Norbert Hofer – a far-right populist who has helped white-wash FPÖ’s nazi past – fell to center-left candidate Alexander van der Bellen, who espouses pro-European stances. The vote was the second match-up between the two political adversaries this year. After a razor-think margin produced a Van der Bellen victory in the first round, the FPÖ challenged the result, leading to the recent election that saw the margin of victory inch up to 3%.
For moderates, liberals, and leftists, this is first good electoral news in a long time. Since the twin electoral disasters of Brexit and Trump’s victory, pro-social forces have been reeling as radical nationalist politics have become increasingly powerful – and belligerant.
Hofer and the FPÖ are just another example of how extremism has marched up to the gates of power in Western democracies. The party is a direct descendent of the Austrian Nazi party, which collaborated with its German counterpart to oversee among the most heinous war crimes of the 20th century.
A Van der Bellen supporter named Florian talked to The Guardian about what she and many other Austrians see at work in the nation’s political climate:
It’s just like the Trump phenomenon in the US. Non-urban, less educated, male voters go for Hofer’s Freedom party. Hofer is in fact even worse than his image. His ideas are racist, sexist and fascist…There is a latent sympathy for fascist ideas in the population, especially among older people. The FPÖ has a very powerful and efficient network of various rightwing online media supporting them, in combination with their own extremely successful social media work.
Even in the wake of this victory, however, the anti-immigrant, rightward tilt of western countries is by no means a thing of the past. Angela Merkel, who received accolades for her treatment of refugees, is caving to some of the most reactionary tendencies of her Christian Democratic Union of Germany party.
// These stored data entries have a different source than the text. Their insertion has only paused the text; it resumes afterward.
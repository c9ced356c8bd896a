//! Note model and in-place mutation rules
//!
//! A note is pitched, a rest, or unpitched, and the three shapes are carried
//! by the [`NoteKind`] enum so the tag and payload can never disagree. The
//! pitched shape owns a cached MIDI number that is recomputed on every pitch
//! write and is never authoritative; the written pitch is.

use serde::{Deserialize, Serialize};

use crate::error::{Error, Result};
use crate::models::common::{Placement, StartStop};
use crate::models::notations::Notations;
use crate::theory::midi;

/// One of the seven natural note letters.
#[derive(Debug, Clone, Copy, PartialEq, Eq, Hash, Serialize, Deserialize)]
pub enum Step {
    A,
    B,
    C,
    D,
    E,
    F,
    G,
}

impl Step {
    /// The letter used as the lookup key in the chromatic step table.
    pub fn letter(self) -> &'static str {
        match self {
            Step::A => "A",
            Step::B => "B",
            Step::C => "C",
            Step::D => "D",
            Step::E => "E",
            Step::F => "F",
            Step::G => "G",
        }
    }

    /// Parse a step letter, rejecting anything outside A..G.
    pub fn from_letter(s: &str) -> Result<Step> {
        match s {
            "A" => Ok(Step::A),
            "B" => Ok(Step::B),
            "C" => Ok(Step::C),
            "D" => Ok(Step::D),
            "E" => Ok(Step::E),
            "F" => Ok(Step::F),
            "G" => Ok(Step::G),
            other => Err(Error::InvalidStep(other.to_string())),
        }
    }
}

/// Written pitch: step letter, semitone alteration, octave.
///
/// `alter` is a signed semitone offset; ±1 and ±2 cover sharps, flats and
/// their doubles, fractional values carry microtonal alterations. Octave 4
/// starts at middle C.
#[derive(Debug, Clone, Copy, PartialEq, Serialize, Deserialize)]
pub struct Pitch {
    pub step: Step,
    pub alter: f32,
    pub octave: i8,
}

impl Pitch {
    pub fn new(step: Step, alter: f32, octave: i8) -> Pitch {
        Pitch { step, alter, octave }
    }

    /// A natural pitch at the given octave.
    pub fn natural(step: Step, octave: i8) -> Pitch {
        Pitch::new(step, 0.0, octave)
    }
}

/// Pitch payload plus its derived MIDI number.
///
/// The MIDI field is a cache: it is computed when the payload is built and
/// there is no way to set it independently of the pitch.
#[derive(Debug, Clone, PartialEq)]
pub struct PitchedNote {
    pitch: Pitch,
    midi: i32,
}

impl PitchedNote {
    pub fn new(pitch: Pitch) -> Result<PitchedNote> {
        let midi = midi::midi_lookup(&pitch)?;
        Ok(PitchedNote { pitch, midi })
    }

    pub fn pitch(&self) -> &Pitch {
        &self.pitch
    }

    pub fn midi(&self) -> i32 {
        self.midi
    }
}

// The cache is rebuilt on load so the written pitch stays authoritative.
impl Serialize for PitchedNote {
    fn serialize<S: serde::Serializer>(&self, serializer: S) -> std::result::Result<S::Ok, S::Error> {
        self.pitch.serialize(serializer)
    }
}

impl<'de> Deserialize<'de> for PitchedNote {
    fn deserialize<D: serde::Deserializer<'de>>(deserializer: D) -> std::result::Result<Self, D::Error> {
        let pitch = Pitch::deserialize(deserializer)?;
        PitchedNote::new(pitch).map_err(serde::de::Error::custom)
    }
}

/// Rest payload. `measure` marks a whole-measure rest.
#[derive(Debug, Clone, Default, PartialEq, Serialize, Deserialize)]
pub struct Rest {
    pub display_step: Option<Step>,
    pub display_octave: Option<i8>,
    pub measure: bool,
}

/// Unpitched payload for percussion staves.
#[derive(Debug, Clone, Default, PartialEq, Serialize, Deserialize)]
pub struct Unpitched {
    pub display_step: Option<Step>,
    pub display_octave: Option<i8>,
}

/// The three mutually exclusive shapes a note can take.
#[derive(Debug, Clone, PartialEq, Serialize, Deserialize)]
pub enum NoteKind {
    Pitched(PitchedNote),
    Rest(Rest),
    Unpitched(Unpitched),
}

/// Notated duration class, independent of the duration in divisions.
#[derive(Debug, Clone, Copy, PartialEq, Eq, Serialize, Deserialize)]
pub enum NoteTypeValue {
    TwoFiftySixth,
    OneTwentyEighth,
    SixtyFourth,
    ThirtySecond,
    Sixteenth,
    Eighth,
    Quarter,
    Half,
    Whole,
    Breve,
    Long,
}

impl NoteTypeValue {
    pub fn name(self) -> &'static str {
        match self {
            NoteTypeValue::TwoFiftySixth => "256th",
            NoteTypeValue::OneTwentyEighth => "128th",
            NoteTypeValue::SixtyFourth => "64th",
            NoteTypeValue::ThirtySecond => "32nd",
            NoteTypeValue::Sixteenth => "16th",
            NoteTypeValue::Eighth => "eighth",
            NoteTypeValue::Quarter => "quarter",
            NoteTypeValue::Half => "half",
            NoteTypeValue::Whole => "whole",
            NoteTypeValue::Breve => "breve",
            NoteTypeValue::Long => "long",
        }
    }

    pub fn from_name(s: &str) -> Option<NoteTypeValue> {
        match s {
            "256th" => Some(NoteTypeValue::TwoFiftySixth),
            "128th" => Some(NoteTypeValue::OneTwentyEighth),
            "64th" => Some(NoteTypeValue::SixtyFourth),
            "32nd" => Some(NoteTypeValue::ThirtySecond),
            "16th" => Some(NoteTypeValue::Sixteenth),
            "eighth" => Some(NoteTypeValue::Eighth),
            "quarter" => Some(NoteTypeValue::Quarter),
            "half" => Some(NoteTypeValue::Half),
            "whole" => Some(NoteTypeValue::Whole),
            "breve" => Some(NoteTypeValue::Breve),
            "long" => Some(NoteTypeValue::Long),
            _ => None,
        }
    }
}

/// Written accidental mark, distinct from the pitch alteration it depicts.
#[derive(Debug, Clone, Copy, PartialEq, Eq, Serialize, Deserialize)]
pub enum Accidental {
    Sharp,
    Natural,
    Flat,
    DoubleSharp,
    FlatFlat,
    QuarterSharp,
    QuarterFlat,
}

impl Accidental {
    pub fn name(self) -> &'static str {
        match self {
            Accidental::Sharp => "sharp",
            Accidental::Natural => "natural",
            Accidental::Flat => "flat",
            Accidental::DoubleSharp => "double-sharp",
            Accidental::FlatFlat => "flat-flat",
            Accidental::QuarterSharp => "quarter-sharp",
            Accidental::QuarterFlat => "quarter-flat",
        }
    }

    pub fn from_name(s: &str) -> Option<Accidental> {
        match s {
            "sharp" => Some(Accidental::Sharp),
            "natural" => Some(Accidental::Natural),
            "flat" => Some(Accidental::Flat),
            "double-sharp" => Some(Accidental::DoubleSharp),
            "flat-flat" => Some(Accidental::FlatFlat),
            "quarter-sharp" => Some(Accidental::QuarterSharp),
            "quarter-flat" => Some(Accidental::QuarterFlat),
            _ => None,
        }
    }
}

/// Tuplet ratio: `actual_notes` played in the time of `normal_notes`.
#[derive(Debug, Clone, PartialEq, Serialize, Deserialize)]
pub struct TimeModification {
    pub actual_notes: u32,
    pub normal_notes: u32,
    pub normal_type: Option<NoteTypeValue>,
}

#[derive(Debug, Clone, Copy, PartialEq, Eq, Serialize, Deserialize)]
pub enum Stem {
    Up,
    Down,
    None,
    Double,
}

impl Stem {
    pub fn name(self) -> &'static str {
        match self {
            Stem::Up => "up",
            Stem::Down => "down",
            Stem::None => "none",
            Stem::Double => "double",
        }
    }

    pub fn from_name(s: &str) -> Option<Stem> {
        match s {
            "up" => Some(Stem::Up),
            "down" => Some(Stem::Down),
            "none" => Some(Stem::None),
            "double" => Some(Stem::Double),
            _ => None,
        }
    }
}

#[derive(Debug, Clone, Copy, PartialEq, Eq, Serialize, Deserialize)]
pub enum BeamValue {
    Begin,
    Continue,
    End,
    ForwardHook,
    BackwardHook,
}

impl BeamValue {
    pub fn name(self) -> &'static str {
        match self {
            BeamValue::Begin => "begin",
            BeamValue::Continue => "continue",
            BeamValue::End => "end",
            BeamValue::ForwardHook => "forward hook",
            BeamValue::BackwardHook => "backward hook",
        }
    }

    pub fn from_name(s: &str) -> Option<BeamValue> {
        match s {
            "begin" => Some(BeamValue::Begin),
            "continue" => Some(BeamValue::Continue),
            "end" => Some(BeamValue::End),
            "forward hook" => Some(BeamValue::ForwardHook),
            "backward hook" => Some(BeamValue::BackwardHook),
            _ => None,
        }
    }
}

/// One beam level; eighth-note beams are number 1, sixteenth 2, and so on.
#[derive(Debug, Clone, PartialEq, Serialize, Deserialize)]
pub struct Beam {
    pub number: u8,
    pub value: BeamValue,
}

/// Grace note marker.
#[derive(Debug, Clone, Default, PartialEq, Serialize, Deserialize)]
pub struct Grace {
    pub slash: bool,
}

#[derive(Debug, Clone, Copy, PartialEq, Eq, Serialize, Deserialize)]
pub enum Syllabic {
    Single,
    Begin,
    End,
    Middle,
}

impl Syllabic {
    pub fn name(self) -> &'static str {
        match self {
            Syllabic::Single => "single",
            Syllabic::Begin => "begin",
            Syllabic::End => "end",
            Syllabic::Middle => "middle",
        }
    }

    pub fn from_name(s: &str) -> Option<Syllabic> {
        match s {
            "single" => Some(Syllabic::Single),
            "begin" => Some(Syllabic::Begin),
            "end" => Some(Syllabic::End),
            "middle" => Some(Syllabic::Middle),
            _ => None,
        }
    }
}

#[derive(Debug, Clone, PartialEq, Serialize, Deserialize)]
pub struct Lyric {
    pub number: Option<String>,
    pub placement: Option<Placement>,
    pub syllabic: Option<Syllabic>,
    pub text: String,
    pub extend: bool,
}

/// A single note, rest, or unpitched event inside a measure.
///
/// The kind and duration fields are private so that rest↔pitch switching and
/// duration writes go through [`Note::set_pitch`] and [`Note::set_duration`],
/// which keep the cached MIDI number in sync.
#[derive(Debug, Clone, PartialEq, Serialize, Deserialize)]
pub struct Note {
    kind: NoteKind,
    /// Duration in the owning part's divisions unit. Opaque to this crate.
    duration: u32,
    pub chord: bool,
    pub grace: Option<Grace>,
    pub cue: bool,
    pub ties: Vec<StartStop>,
    pub voice: Option<String>,
    pub note_type: Option<NoteTypeValue>,
    pub dots: u8,
    pub accidental: Option<Accidental>,
    pub time_modification: Option<TimeModification>,
    pub stem: Option<Stem>,
    /// Notehead shape text, e.g. "normal", "diamond", "x".
    pub notehead: Option<String>,
    pub staff: Option<String>,
    pub beams: Vec<Beam>,
    pub notations: Vec<Notations>,
    pub lyrics: Vec<Lyric>,
    pub instrument: Option<String>,
    pub dynamics: Option<f32>,
    pub end_dynamics: Option<f32>,
    pub attack: Option<f32>,
    pub release: Option<f32>,
    pub pizzicato: Option<bool>,
}

impl Note {
    fn with_kind(kind: NoteKind, duration: u32) -> Note {
        Note {
            kind,
            duration,
            chord: false,
            grace: None,
            cue: false,
            ties: Vec::new(),
            voice: None,
            note_type: None,
            dots: 0,
            accidental: None,
            time_modification: None,
            stem: None,
            notehead: None,
            staff: None,
            beams: Vec::new(),
            notations: Vec::new(),
            lyrics: Vec::new(),
            instrument: None,
            dynamics: None,
            end_dynamics: None,
            attack: None,
            release: None,
            pizzicato: None,
        }
    }

    /// Build a pitched note; computes the MIDI cache up front.
    pub fn pitched(pitch: Pitch, duration: u32) -> Result<Note> {
        Ok(Note::with_kind(NoteKind::Pitched(PitchedNote::new(pitch)?), duration))
    }

    pub fn rest(duration: u32) -> Note {
        Note::with_kind(NoteKind::Rest(Rest::default()), duration)
    }

    pub fn unpitched(duration: u32) -> Note {
        Note::with_kind(NoteKind::Unpitched(Unpitched::default()), duration)
    }

    pub(crate) fn from_parts(kind: NoteKind, duration: u32) -> Note {
        Note::with_kind(kind, duration)
    }

    pub fn kind(&self) -> &NoteKind {
        &self.kind
    }

    pub fn duration(&self) -> u32 {
        self.duration
    }

    pub fn is_rest(&self) -> bool {
        matches!(self.kind, NoteKind::Rest(_))
    }

    /// The written pitch, if this note is pitched.
    pub fn pitch(&self) -> Option<&Pitch> {
        match &self.kind {
            NoteKind::Pitched(p) => Some(p.pitch()),
            _ => None,
        }
    }

    /// The cached MIDI number, if this note is pitched.
    pub fn midi(&self) -> Option<i32> {
        match &self.kind {
            NoteKind::Pitched(p) => Some(p.midi()),
            _ => None,
        }
    }

    /// Replace the current payload with `pitch`, whatever shape the note had.
    ///
    /// A rest or unpitched payload becomes pitched; an existing pitch is
    /// overwritten. The MIDI cache is recomputed on every call. No other
    /// field is touched.
    pub fn set_pitch(&mut self, pitch: Pitch) -> Result<()> {
        self.kind = NoteKind::Pitched(PitchedNote::new(pitch)?);
        Ok(())
    }

    /// Overwrite the duration, leaving the payload untouched.
    pub fn set_duration(&mut self, duration: u32) {
        self.duration = duration;
    }
}

#[cfg(test)]
mod tests {
    use super::*;

    #[test]
    fn test_pitched_note_caches_midi() {
        let note = Note::pitched(Pitch::natural(Step::C, 4), 4).unwrap();
        assert_eq!(note.midi(), Some(60));
        assert_eq!(note.pitch().unwrap().step, Step::C);
    }

    #[test]
    fn test_set_pitch_on_rest_switches_kind_only() {
        let mut note = Note::rest(8);
        note.voice = Some("1".to_string());
        note.set_pitch(Pitch::new(Step::A, 0.0, 4)).unwrap();

        assert!(!note.is_rest());
        assert_eq!(note.midi(), Some(69));
        // Untouched fields survive the switch
        assert_eq!(note.duration(), 8);
        assert_eq!(note.voice.as_deref(), Some("1"));
    }

    #[test]
    fn test_set_pitch_recomputes_cache() {
        let mut note = Note::pitched(Pitch::natural(Step::C, 4), 4).unwrap();
        note.set_pitch(Pitch::new(Step::C, 1.0, 4)).unwrap();
        assert_eq!(note.midi(), Some(61));
    }

    #[test]
    fn test_set_duration() {
        let mut note = Note::rest(4);
        note.set_duration(16);
        assert_eq!(note.duration(), 16);
        assert!(note.is_rest());
    }

    #[test]
    fn test_step_from_letter_rejects_garbage() {
        assert!(matches!(Step::from_letter("H"), Err(Error::InvalidStep(_))));
        assert!(Step::from_letter("G").is_ok());
    }
}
Just this week, she announced support for a partial burka ban, a move considered by other western countries that is based more in fear than any demonstrable benefit save that of marginalizing a particular religious community.
To defeat reaction and hate, pro-social parties and populations need to not only oppose the likes of Hofer, but must present an articulate alternative vision as well. Hillary Clinton, according to some analysts, failed because she didn’t provide a coherent counter to Trump’s dystopic worldview. It’s past time for those who care about improving the world to create one.